Recent economic data has indicated the recovery is slowly picking up steam. Unemployment is falling and consumer sentiment rising. Economists say there’s cause for optimism, but that the Fed will likely remain cautious.
“They’re going to stay on hold, take a wait and see attitude while they continue to assess the overall environment,” said Peter Cardillo, chief market economist at Rockwell Global Capital.
Cardillo said the fitful signs of economic strength will shelve any plans the Fed may have had for further easing of monetary policy. “The potential of them easing any further is next to zero,” he said.
An announcement from the Fed is due at 2:15 p.m. EST at the conclusion of the meeting of the Federal Open Market Committee, which sets most of the central bank’s fiscal policy.
Global concerns have also eased in recent weeks.
A deal by Greek bondholders last week to accept losses and restructure Greece’s onerous debt load has staved off a messy default, easing fears of contagion across Europe. The economic situation in China also appears to be improving.

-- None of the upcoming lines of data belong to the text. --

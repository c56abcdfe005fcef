mod app;
mod convert;
mod messages;
mod panels;
mod states;
mod workers;

use states::View;

fn main() -> eframe::Result<()> {
    tracing_subscriber::fmt()
        .with_env_filter(
            tracing_subscriber::EnvFilter::from_default_env()
                .add_directive(tracing::Level::INFO.into()),
        )
        .init();

    let options = eframe::NativeOptions {
        viewport: egui::ViewportBuilder::default()
            .with_inner_size([700.0, 700.0])
            .with_min_inner_size([400.0, 400.0])
            .with_title(View::default().title()),
        ..Default::default()
    };

    eframe::run_native(
        "RefScale",
        options,
        Box::new(|cc| Ok(Box::new(app::RefscaleApp::new(&cc.egui_ctx)?))),
    )
}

One source of concern is rising energy prices. The average price of a gallon of gasoline is climbing toward $4 in the U.S. Rising household income and improved consumer sentiment could both be offset if consumers find too much of their income has to be earmarked for their gas tanks.
The government reported last week that employers added 227,000 jobs, the third month in a row with solid gains, while the unemployment rate held steady at 8.3%.
Despite the strengthening numbers, analysts say the Fed almost certainly has no imminent plans to start raising interest rates above the 0-0.25% range at which they’ve held since December 2008.
The question is whether the Fed language will start to change now that the data is improving. For over three years, the Fed has always been cautious, lowering expectations rather than raising them.
As it stands, the Fed has essentially promised to keep interest rates at historic lows for at least another two years.
With labor markets healing, it makes sense that Fed policy makers will eventually rethink that strategy.
Investors won’t be looking for those moves to be announced on Tuesday. Instead, they’ll look for language that hints strongly that those moves will be considered.
In addition, inflation is likely to become more of an issue with unemployment falling.